__EXERCISE BRIEF__. From the line with "repository c28d9ec8d7ad992b" through the line with "pub const SEND_ID: &str", inclusive, return each line of the data below exactly and leave the rest out.

__PROVIDED MATERIAL__.
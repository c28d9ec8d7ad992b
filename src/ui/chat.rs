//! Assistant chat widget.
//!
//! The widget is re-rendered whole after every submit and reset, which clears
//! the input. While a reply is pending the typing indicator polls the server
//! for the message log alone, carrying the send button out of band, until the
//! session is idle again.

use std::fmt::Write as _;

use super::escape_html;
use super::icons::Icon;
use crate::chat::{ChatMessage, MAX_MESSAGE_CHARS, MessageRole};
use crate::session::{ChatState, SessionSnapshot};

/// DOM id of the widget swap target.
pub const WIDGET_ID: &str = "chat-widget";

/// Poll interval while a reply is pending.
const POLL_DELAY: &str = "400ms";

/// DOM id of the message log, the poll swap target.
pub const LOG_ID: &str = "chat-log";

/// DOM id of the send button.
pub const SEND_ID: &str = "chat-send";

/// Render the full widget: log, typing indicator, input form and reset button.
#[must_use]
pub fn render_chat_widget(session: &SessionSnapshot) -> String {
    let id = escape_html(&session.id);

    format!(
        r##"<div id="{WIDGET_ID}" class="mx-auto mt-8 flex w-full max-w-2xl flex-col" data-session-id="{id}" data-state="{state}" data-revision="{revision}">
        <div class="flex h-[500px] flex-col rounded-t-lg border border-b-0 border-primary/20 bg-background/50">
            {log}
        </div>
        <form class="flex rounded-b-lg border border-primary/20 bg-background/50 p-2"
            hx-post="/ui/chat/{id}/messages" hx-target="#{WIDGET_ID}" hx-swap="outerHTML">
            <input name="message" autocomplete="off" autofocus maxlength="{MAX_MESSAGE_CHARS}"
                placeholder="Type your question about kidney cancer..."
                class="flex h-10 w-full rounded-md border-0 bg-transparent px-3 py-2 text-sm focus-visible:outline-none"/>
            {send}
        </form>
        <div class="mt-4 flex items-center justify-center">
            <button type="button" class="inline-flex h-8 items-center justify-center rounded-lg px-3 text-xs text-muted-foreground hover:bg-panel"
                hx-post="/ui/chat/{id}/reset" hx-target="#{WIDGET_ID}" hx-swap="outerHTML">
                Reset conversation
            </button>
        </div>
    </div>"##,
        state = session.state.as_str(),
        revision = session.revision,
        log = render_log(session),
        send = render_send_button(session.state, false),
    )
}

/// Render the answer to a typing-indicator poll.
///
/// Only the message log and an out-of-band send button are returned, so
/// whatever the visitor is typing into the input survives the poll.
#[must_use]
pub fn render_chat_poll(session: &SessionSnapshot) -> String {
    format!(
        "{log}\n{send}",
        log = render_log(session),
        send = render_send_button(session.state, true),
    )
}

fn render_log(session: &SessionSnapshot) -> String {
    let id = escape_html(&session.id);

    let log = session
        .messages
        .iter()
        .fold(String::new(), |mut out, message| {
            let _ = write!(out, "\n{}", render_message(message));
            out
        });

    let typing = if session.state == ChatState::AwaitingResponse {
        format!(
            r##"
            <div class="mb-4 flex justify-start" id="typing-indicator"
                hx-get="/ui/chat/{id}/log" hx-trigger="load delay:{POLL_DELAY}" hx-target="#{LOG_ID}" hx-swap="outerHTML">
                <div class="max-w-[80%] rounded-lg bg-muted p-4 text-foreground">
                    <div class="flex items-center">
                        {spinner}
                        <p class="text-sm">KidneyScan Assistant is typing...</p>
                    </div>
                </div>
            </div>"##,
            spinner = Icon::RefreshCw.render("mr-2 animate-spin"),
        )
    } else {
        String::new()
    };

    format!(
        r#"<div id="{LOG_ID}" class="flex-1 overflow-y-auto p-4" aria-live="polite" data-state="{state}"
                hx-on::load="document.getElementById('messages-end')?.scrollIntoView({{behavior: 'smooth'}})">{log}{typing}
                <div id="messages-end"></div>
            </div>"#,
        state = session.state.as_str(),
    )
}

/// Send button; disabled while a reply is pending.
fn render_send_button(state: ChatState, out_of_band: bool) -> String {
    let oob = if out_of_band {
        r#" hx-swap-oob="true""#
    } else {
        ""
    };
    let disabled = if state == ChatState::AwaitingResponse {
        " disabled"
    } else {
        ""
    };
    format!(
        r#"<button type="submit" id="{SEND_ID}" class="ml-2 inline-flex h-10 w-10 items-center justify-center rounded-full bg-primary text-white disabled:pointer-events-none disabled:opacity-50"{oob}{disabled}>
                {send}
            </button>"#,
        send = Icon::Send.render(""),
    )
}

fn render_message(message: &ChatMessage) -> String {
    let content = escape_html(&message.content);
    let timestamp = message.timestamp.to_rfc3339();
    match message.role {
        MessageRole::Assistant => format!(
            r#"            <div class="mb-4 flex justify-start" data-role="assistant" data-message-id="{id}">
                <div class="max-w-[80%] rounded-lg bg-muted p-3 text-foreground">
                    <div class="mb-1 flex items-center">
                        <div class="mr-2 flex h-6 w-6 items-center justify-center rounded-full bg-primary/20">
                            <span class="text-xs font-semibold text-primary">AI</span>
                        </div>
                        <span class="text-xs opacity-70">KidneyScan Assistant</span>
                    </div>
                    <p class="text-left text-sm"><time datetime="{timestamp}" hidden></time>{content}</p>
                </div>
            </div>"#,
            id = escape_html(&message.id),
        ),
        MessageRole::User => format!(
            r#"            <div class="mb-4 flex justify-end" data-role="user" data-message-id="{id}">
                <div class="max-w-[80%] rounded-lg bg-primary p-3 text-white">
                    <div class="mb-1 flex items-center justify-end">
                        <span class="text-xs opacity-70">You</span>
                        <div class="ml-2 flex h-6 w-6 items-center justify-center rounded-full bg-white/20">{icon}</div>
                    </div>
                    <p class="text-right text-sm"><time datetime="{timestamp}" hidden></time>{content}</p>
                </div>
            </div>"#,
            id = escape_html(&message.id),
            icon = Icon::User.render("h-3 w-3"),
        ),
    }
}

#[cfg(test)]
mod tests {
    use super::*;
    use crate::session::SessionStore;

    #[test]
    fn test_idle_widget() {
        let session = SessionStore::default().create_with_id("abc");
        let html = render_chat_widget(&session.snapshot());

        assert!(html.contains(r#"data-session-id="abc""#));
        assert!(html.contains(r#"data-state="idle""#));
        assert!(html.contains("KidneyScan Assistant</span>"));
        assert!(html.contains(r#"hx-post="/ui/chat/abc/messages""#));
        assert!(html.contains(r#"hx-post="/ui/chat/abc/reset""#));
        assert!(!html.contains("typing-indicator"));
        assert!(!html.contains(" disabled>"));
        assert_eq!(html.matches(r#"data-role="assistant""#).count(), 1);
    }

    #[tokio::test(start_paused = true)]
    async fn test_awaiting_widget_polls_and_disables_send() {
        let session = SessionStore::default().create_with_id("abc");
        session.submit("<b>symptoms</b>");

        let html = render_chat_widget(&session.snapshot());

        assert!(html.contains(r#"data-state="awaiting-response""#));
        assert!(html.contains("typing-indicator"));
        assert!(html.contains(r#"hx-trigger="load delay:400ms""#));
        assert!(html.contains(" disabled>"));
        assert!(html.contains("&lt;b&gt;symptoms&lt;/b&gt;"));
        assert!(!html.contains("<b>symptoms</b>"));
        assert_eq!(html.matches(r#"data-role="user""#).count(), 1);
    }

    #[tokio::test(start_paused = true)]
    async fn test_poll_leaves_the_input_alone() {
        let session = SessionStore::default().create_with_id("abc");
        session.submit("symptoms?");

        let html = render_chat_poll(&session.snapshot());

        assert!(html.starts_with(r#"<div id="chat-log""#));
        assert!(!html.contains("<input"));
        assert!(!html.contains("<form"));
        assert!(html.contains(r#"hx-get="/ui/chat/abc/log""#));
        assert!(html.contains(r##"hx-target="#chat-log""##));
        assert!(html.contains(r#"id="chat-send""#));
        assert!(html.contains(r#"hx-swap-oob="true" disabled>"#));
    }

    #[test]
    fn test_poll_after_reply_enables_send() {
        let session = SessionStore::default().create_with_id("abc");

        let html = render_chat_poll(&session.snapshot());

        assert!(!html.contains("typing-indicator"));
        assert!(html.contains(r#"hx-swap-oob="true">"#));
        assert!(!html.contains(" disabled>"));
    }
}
---
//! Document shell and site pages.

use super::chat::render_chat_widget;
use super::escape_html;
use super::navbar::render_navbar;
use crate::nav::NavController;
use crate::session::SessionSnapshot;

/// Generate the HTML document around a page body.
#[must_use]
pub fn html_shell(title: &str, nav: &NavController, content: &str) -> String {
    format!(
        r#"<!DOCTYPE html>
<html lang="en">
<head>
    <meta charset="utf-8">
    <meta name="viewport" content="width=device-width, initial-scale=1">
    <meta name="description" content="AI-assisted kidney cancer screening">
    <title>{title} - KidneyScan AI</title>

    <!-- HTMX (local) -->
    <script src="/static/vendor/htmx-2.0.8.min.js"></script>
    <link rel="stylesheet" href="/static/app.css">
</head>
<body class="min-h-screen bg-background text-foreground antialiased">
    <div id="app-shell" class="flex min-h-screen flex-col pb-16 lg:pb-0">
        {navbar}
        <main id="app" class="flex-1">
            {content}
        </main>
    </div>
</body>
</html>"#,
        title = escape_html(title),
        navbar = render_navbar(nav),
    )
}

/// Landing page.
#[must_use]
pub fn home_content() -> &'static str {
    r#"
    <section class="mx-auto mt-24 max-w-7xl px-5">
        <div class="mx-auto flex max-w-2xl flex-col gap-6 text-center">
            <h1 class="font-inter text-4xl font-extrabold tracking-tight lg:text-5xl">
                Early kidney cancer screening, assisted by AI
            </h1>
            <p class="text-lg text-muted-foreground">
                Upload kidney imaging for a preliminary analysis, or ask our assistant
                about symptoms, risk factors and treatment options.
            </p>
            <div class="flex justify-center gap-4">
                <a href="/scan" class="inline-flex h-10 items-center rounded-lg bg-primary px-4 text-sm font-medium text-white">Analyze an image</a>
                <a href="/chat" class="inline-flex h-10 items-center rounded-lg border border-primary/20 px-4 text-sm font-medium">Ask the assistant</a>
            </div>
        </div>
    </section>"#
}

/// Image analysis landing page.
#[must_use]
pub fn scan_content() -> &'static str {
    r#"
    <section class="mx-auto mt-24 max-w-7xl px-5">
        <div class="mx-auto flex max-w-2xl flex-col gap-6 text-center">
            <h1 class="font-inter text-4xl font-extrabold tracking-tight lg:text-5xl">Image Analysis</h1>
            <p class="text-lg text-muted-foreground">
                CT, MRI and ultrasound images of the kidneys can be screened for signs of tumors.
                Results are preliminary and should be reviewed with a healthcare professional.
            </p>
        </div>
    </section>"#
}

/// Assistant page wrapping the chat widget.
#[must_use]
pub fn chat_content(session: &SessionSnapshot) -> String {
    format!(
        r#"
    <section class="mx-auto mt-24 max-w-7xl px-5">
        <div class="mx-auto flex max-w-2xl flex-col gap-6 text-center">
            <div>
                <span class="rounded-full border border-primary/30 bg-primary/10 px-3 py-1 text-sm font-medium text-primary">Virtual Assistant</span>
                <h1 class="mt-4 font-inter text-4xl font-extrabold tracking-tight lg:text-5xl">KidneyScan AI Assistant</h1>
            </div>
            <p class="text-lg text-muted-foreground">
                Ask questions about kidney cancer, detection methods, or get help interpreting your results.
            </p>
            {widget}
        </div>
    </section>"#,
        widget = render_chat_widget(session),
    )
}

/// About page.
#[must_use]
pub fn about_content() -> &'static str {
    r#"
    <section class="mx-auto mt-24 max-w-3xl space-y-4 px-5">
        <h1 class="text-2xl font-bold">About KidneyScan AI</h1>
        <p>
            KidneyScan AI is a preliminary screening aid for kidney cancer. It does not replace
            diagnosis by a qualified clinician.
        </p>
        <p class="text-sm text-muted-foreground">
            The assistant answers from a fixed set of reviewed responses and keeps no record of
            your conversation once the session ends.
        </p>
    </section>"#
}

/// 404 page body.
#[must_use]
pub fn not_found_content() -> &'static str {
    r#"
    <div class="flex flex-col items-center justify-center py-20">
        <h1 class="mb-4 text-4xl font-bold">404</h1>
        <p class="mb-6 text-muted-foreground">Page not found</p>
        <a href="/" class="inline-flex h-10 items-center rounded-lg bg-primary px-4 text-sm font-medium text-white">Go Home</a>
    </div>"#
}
---
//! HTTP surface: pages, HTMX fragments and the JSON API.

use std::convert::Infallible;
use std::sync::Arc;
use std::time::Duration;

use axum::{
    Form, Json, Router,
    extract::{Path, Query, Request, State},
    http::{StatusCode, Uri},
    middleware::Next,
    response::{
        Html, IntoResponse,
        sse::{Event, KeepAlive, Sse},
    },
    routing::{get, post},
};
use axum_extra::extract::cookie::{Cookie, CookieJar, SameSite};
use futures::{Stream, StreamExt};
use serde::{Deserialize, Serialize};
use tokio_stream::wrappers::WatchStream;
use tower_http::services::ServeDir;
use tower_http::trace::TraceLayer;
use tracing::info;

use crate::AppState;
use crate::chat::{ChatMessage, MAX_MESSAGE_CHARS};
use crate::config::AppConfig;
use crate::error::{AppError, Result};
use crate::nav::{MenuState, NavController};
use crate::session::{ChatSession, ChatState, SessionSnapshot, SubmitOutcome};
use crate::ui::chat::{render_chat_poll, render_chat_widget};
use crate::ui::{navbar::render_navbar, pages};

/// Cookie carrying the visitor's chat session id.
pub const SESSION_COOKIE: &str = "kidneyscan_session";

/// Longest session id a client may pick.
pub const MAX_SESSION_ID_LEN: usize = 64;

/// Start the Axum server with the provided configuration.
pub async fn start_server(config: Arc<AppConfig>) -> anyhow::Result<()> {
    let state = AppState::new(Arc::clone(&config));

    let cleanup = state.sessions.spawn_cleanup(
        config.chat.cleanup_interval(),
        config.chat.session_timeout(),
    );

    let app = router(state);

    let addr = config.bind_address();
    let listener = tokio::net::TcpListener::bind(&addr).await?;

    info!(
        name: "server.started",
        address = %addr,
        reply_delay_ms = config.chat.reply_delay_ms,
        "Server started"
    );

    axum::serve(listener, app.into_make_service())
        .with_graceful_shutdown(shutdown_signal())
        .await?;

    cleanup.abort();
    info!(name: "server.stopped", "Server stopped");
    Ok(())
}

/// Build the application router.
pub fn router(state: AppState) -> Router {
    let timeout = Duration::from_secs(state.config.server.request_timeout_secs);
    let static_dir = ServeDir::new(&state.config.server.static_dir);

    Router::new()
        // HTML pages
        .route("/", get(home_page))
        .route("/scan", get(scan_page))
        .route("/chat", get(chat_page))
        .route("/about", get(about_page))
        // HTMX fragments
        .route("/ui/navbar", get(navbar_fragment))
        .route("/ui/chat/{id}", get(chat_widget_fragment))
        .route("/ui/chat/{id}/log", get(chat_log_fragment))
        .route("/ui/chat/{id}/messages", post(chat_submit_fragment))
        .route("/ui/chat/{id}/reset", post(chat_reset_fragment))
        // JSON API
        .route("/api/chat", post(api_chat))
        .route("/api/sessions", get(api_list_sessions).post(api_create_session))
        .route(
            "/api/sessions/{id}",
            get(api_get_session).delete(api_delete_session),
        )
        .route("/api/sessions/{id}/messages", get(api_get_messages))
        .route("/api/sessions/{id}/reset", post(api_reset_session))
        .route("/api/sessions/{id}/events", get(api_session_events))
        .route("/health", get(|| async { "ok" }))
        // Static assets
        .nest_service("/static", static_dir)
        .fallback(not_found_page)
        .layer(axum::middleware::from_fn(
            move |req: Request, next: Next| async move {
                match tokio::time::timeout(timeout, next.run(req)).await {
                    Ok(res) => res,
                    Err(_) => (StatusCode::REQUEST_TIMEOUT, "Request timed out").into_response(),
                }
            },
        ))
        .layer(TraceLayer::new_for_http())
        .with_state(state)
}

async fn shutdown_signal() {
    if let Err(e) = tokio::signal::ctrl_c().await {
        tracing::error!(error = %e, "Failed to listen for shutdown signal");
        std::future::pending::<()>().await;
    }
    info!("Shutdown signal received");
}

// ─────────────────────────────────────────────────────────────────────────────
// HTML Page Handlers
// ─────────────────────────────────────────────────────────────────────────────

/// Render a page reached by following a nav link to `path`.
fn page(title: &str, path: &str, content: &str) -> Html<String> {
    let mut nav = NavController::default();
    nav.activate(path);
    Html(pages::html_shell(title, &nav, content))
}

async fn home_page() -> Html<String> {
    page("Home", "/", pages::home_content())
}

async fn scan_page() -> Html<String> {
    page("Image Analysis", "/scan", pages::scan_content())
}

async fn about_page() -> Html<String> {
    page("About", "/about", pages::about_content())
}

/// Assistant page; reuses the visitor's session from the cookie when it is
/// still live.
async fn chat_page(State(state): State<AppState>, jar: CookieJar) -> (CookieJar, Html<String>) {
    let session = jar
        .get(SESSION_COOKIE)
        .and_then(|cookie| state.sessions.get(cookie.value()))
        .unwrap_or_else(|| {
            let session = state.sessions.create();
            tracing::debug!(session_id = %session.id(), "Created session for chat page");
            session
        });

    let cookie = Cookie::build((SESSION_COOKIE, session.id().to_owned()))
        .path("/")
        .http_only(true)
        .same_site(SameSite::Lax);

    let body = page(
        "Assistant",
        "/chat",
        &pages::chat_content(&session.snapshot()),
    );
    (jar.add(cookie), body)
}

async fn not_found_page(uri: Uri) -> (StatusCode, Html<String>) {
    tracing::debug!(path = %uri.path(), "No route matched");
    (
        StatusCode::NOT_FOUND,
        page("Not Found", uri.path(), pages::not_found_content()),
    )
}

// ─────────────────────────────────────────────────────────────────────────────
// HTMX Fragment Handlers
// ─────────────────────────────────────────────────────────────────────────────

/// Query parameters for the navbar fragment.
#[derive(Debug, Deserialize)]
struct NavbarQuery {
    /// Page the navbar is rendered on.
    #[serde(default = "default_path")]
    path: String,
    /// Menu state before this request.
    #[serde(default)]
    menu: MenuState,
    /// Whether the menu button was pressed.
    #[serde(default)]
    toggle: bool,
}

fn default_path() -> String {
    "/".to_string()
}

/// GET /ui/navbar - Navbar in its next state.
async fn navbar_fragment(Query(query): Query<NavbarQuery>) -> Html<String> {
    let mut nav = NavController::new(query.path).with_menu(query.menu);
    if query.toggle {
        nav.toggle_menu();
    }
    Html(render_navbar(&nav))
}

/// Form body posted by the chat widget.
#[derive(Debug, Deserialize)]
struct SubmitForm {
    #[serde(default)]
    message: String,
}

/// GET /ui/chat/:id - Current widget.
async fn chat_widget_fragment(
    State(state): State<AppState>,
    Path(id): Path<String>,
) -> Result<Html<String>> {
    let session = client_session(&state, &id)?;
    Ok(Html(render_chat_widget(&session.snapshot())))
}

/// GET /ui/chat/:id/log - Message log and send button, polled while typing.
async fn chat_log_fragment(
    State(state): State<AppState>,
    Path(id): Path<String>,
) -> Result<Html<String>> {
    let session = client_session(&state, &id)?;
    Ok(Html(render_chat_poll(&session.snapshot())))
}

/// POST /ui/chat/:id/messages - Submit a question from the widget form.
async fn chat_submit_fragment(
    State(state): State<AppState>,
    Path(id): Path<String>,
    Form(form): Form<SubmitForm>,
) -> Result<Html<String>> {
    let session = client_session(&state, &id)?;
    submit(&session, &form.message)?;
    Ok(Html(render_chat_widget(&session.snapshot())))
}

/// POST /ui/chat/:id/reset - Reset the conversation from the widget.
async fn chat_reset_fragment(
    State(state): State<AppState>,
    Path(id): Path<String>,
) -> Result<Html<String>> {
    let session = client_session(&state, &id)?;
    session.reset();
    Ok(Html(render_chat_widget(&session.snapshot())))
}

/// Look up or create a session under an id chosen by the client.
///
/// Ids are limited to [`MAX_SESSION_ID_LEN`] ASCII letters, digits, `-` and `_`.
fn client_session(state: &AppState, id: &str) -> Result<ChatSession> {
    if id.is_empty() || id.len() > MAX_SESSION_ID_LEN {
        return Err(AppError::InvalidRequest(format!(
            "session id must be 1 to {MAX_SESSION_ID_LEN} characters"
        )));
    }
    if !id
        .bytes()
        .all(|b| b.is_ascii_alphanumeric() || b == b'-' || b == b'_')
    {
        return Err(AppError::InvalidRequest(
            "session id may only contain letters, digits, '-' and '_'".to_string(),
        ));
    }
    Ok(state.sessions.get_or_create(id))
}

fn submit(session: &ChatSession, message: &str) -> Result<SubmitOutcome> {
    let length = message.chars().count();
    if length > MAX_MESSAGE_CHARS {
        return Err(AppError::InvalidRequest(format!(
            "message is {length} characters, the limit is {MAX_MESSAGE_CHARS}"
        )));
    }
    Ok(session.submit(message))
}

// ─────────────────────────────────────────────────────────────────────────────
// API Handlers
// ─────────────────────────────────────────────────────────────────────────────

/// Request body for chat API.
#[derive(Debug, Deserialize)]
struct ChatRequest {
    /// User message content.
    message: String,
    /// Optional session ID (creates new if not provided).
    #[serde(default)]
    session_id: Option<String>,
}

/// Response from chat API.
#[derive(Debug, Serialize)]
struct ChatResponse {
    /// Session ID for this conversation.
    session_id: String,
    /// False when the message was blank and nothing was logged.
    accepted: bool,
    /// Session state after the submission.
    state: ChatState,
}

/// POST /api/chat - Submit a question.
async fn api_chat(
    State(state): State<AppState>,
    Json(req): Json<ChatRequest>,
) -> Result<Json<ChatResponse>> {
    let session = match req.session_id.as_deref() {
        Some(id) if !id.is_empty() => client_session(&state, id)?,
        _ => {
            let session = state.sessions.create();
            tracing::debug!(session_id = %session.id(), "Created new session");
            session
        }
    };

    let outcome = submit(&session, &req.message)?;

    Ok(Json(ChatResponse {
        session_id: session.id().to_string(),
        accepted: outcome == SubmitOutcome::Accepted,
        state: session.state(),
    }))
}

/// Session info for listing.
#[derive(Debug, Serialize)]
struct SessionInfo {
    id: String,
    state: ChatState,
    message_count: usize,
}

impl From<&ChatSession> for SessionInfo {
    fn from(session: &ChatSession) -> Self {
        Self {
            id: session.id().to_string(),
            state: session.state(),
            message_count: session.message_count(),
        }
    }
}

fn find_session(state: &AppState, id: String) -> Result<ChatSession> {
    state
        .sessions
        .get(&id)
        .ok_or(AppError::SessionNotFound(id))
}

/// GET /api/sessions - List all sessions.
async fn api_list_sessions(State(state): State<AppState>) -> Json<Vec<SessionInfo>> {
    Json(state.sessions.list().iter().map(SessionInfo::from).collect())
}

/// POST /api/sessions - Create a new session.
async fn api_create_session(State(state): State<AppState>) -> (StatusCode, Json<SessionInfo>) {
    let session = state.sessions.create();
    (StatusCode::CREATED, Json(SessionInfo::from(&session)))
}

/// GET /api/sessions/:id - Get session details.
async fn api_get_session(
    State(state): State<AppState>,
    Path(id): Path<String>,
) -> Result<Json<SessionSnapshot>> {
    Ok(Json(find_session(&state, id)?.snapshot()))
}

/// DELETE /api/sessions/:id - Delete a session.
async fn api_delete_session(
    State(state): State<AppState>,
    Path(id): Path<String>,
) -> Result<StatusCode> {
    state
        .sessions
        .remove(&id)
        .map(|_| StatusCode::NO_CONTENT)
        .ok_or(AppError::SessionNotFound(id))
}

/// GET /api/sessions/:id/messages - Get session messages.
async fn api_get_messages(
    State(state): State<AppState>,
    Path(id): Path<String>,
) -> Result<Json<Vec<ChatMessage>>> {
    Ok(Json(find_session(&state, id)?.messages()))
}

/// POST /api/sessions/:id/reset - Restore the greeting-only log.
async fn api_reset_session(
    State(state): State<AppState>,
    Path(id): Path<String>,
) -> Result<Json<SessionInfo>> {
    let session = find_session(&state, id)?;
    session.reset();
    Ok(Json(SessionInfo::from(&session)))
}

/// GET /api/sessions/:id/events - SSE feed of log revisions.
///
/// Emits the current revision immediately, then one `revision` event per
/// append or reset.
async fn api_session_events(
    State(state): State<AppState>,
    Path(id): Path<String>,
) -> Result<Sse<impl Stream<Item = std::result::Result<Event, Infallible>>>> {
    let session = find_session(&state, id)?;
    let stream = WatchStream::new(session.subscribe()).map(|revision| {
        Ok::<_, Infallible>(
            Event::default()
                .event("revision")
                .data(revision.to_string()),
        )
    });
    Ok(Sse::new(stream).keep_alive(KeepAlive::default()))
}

__REPLY__.
repository c28d9ec8d7ad992b
filename src/ui/chat.rs
//! Assistant chat widget.
//!
//! The widget is re-rendered whole after every submit and reset, which clears
//! the input. While a reply is pending the typing indicator polls the server
//! for the message log alone, carrying the send button out of band, until the
//! session is idle again.

use std::fmt::Write as _;

use super::escape_html;
use super::icons::Icon;
use crate::chat::{ChatMessage, MAX_MESSAGE_CHARS, MessageRole};
use crate::session::{ChatState, SessionSnapshot};

/// DOM id of the widget swap target.
pub const WIDGET_ID: &str = "chat-widget";

/// Poll interval while a reply is pending.
const POLL_DELAY: &str = "400ms";

/// DOM id of the message log, the poll swap target.
pub const LOG_ID: &str = "chat-log";

/// DOM id of the send button.
pub const SEND_ID: &str = "chat-send";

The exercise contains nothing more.